How could you look at an APL-family language and then be totally outraged that the implementation took quite a bit stylistically from the language itself?
Conventional C style is there to improve its readability and maintainability. Applying APL style to C code is sort of like trying to use Russian grammar with English vocabulary, you might be able to puzzle out the meaning, but it is a stupid waste of time.
Actually, given that a substantial part of the codebase involves looping simple operators over vectors, it makes sense to use macros to make the looping implicit.

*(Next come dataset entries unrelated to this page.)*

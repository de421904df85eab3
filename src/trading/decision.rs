//! Consensus decision engine: consolidates worker recommendations into
//! confidence-weighted votes and sizes the winners against portfolio
//! risk limits.

use std::collections::BTreeMap;

use tracing::{debug, info};

use crate::agents::{ResearchReport, TradeAction};
use crate::config::Config;
use crate::portfolio::PortfolioSnapshot;

use super::{RiskAssessment, TradingDecision};

/// Source of reference prices used for sizing and order targeting
pub trait PriceSource: Send + Sync {
    fn price(&self, symbol: &str) -> f64;
}

/// Fixed reference prices for the simulated market
#[derive(Debug, Default, Clone)]
pub struct StaticPriceSource;

impl PriceSource for StaticPriceSource {
    fn price(&self, symbol: &str) -> f64 {
        if symbol.contains("BTC") {
            50_000.0
        } else {
            3_000.0
        }
    }
}

/// Per-symbol confidence-weighted vote tally
#[derive(Debug, Default, Clone)]
struct VoteTally {
    buy: f64,
    sell: f64,
    hold: f64,
}

impl VoteTally {
    fn total(&self) -> f64 {
        self.buy + self.sell + self.hold
    }

    /// Strict-max winner with its normalized score. Any tie for the top
    /// score resolves to HOLD.
    fn winner(&self) -> (TradeAction, f64) {
        let total = self.total();
        if total <= 0.0 {
            return (TradeAction::Hold, 0.0);
        }

        let (buy, sell, hold) = (self.buy / total, self.sell / total, self.hold / total);
        if buy > sell && buy > hold {
            (TradeAction::Buy, buy)
        } else if sell > buy && sell > hold {
            (TradeAction::Sell, sell)
        } else {
            (TradeAction::Hold, hold)
        }
    }
}

/// Turns batches of research reports into risk-sized trading decisions.
pub struct DecisionEngine {
    min_confidence_threshold: f64,
    max_risk_per_trade: f64,
    max_position_size: f64,
    prices: Box<dyn PriceSource>,
}

impl DecisionEngine {
    pub fn new(config: &Config) -> Self {
        Self::with_price_source(config, Box::new(StaticPriceSource))
    }

    pub fn with_price_source(config: &Config, prices: Box<dyn PriceSource>) -> Self {
        Self {
            min_confidence_threshold: config.min_confidence_threshold,
            max_risk_per_trade: config.max_risk_per_trade,
            max_position_size: config.max_position_size,
            prices,
        }
    }

    /// Consolidate a batch of research reports into trading decisions.
    ///
    /// Failed (zero-confidence) reports contribute no votes. Symbols
    /// whose consensus falls below the confidence threshold produce no
    /// decision at all.
    pub fn consolidate(
        &self,
        reports: &[ResearchReport],
        snapshot: &PortfolioSnapshot,
    ) -> Vec<TradingDecision> {
        // BTreeMap keeps decision order stable across runs
        let mut tallies: BTreeMap<String, VoteTally> = BTreeMap::new();

        for report in reports {
            if report.is_failure() {
                continue;
            }
            for recommendation in &report.recommendations {
                let weight = recommendation.confidence * report.confidence;
                let tally = tallies.entry(recommendation.symbol.clone()).or_default();
                match recommendation.action {
                    TradeAction::Buy => tally.buy += weight,
                    TradeAction::Sell => tally.sell += weight,
                    TradeAction::Hold => tally.hold += weight,
                }
            }
        }

        let mut decisions = Vec::new();
        for (symbol, tally) in &tallies {
            let (action, confidence) = tally.winner();
            debug!(
                symbol,
                %action,
                confidence,
                buy = tally.buy,
                sell = tally.sell,
                hold = tally.hold,
                "consensus tallied"
            );

            if confidence < self.min_confidence_threshold {
                debug!(
                    symbol,
                    confidence,
                    threshold = self.min_confidence_threshold,
                    "consensus below confidence threshold, no decision"
                );
                continue;
            }

            let target_price = self.prices.price(symbol);
            let quantity = if action == TradeAction::Hold {
                0.0
            } else {
                self.sized_quantity(snapshot, symbol, confidence, target_price)
            };

            let decision = TradingDecision {
                symbol: symbol.clone(),
                action,
                quantity,
                target_price,
                confidence,
                reasoning: format!("Consensus: {} (Confidence: {:.2})", action, confidence),
                risk_assessment: RiskAssessment {
                    volatility: snapshot.market_conditions.volatility,
                    concentration: snapshot.concentration(symbol),
                    correlation_risk: 0.3,
                    liquidity_risk: 0.1,
                },
            };

            info!(
                symbol,
                action = %decision.action,
                quantity = decision.quantity,
                confidence = decision.confidence,
                "trading decision produced"
            );
            decisions.push(decision);
        }

        decisions
    }

    /// Size a position in base-asset units.
    ///
    /// Base risk notional is a fixed fraction of portfolio value, scaled
    /// down by consensus confidence, market volatility, and existing
    /// concentration in the symbol, then capped at the maximum position
    /// size.
    fn sized_quantity(
        &self,
        snapshot: &PortfolioSnapshot,
        symbol: &str,
        confidence: f64,
        target_price: f64,
    ) -> f64 {
        let portfolio_value = snapshot.portfolio_value;
        let volatility = snapshot.market_conditions.volatility;

        let volatility_factor = if volatility > 0.0 {
            (1.0 / (10.0 * volatility)).min(1.0)
        } else {
            1.0
        };
        let concentration_factor = 1.0 - snapshot.concentration(symbol).min(0.5);

        let notional = portfolio_value
            * self.max_risk_per_trade
            * confidence
            * volatility_factor
            * concentration_factor;
        let capped = notional.min(portfolio_value * self.max_position_size);

        if target_price > 0.0 {
            capped / target_price
        } else {
            0.0
        }
    }
}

Code like this needs to be read more slowly than usual, because unlike much C code, the information level isn't low enough that you can read it lines at a time. Math papers have all these weird sigma symbols and stuff, too; you can't read just them as fast as you would read "for (i=0; i<N; i++) {" for the millionth time.
Likewise, rather than writing "for (i=0; i<N; i++) {" yet again, K just calls that ' and moves on. In the source, there's a macro called DO, which is used extensively. DO(N, Blk) -> for(i=0, int _n=N; i<_n; i++) { Blk } . The APLs are about having a notation that doesn't constantly get in the way of thinking about your actual problem.
In practical implementations we call this code write-only.
It's funny that you bring up mathematical notation because mathematical notation is completely optimized for write-only. Mathematics is so obsessed with one letter variable names that they had to gather letters from other alphabets to continue their opaque tradition.
I find mathematical notation to be very read-friendly. Reading a paper from an unfamiliar field can be tough, as knowledge of the standard notation is typically assumed (as is the case when reading code from an unfamiliar programming language).
Mathematical "code" isn't usually meant to be read without the surrounding variable and notation declarations, for example "Let x be ..." or "where • is the ... operation". If those are provided, short variable names and terse notation allow for the intent to be presented clearly, without it being obscured by line-length restrictions and a limited number of generic constructs (eg. for-loops instead of the summation operator).
That said, I'm finding this C implementation of J to be pretty cryptic. Of course, that's no reason to dismiss the J programming language itself.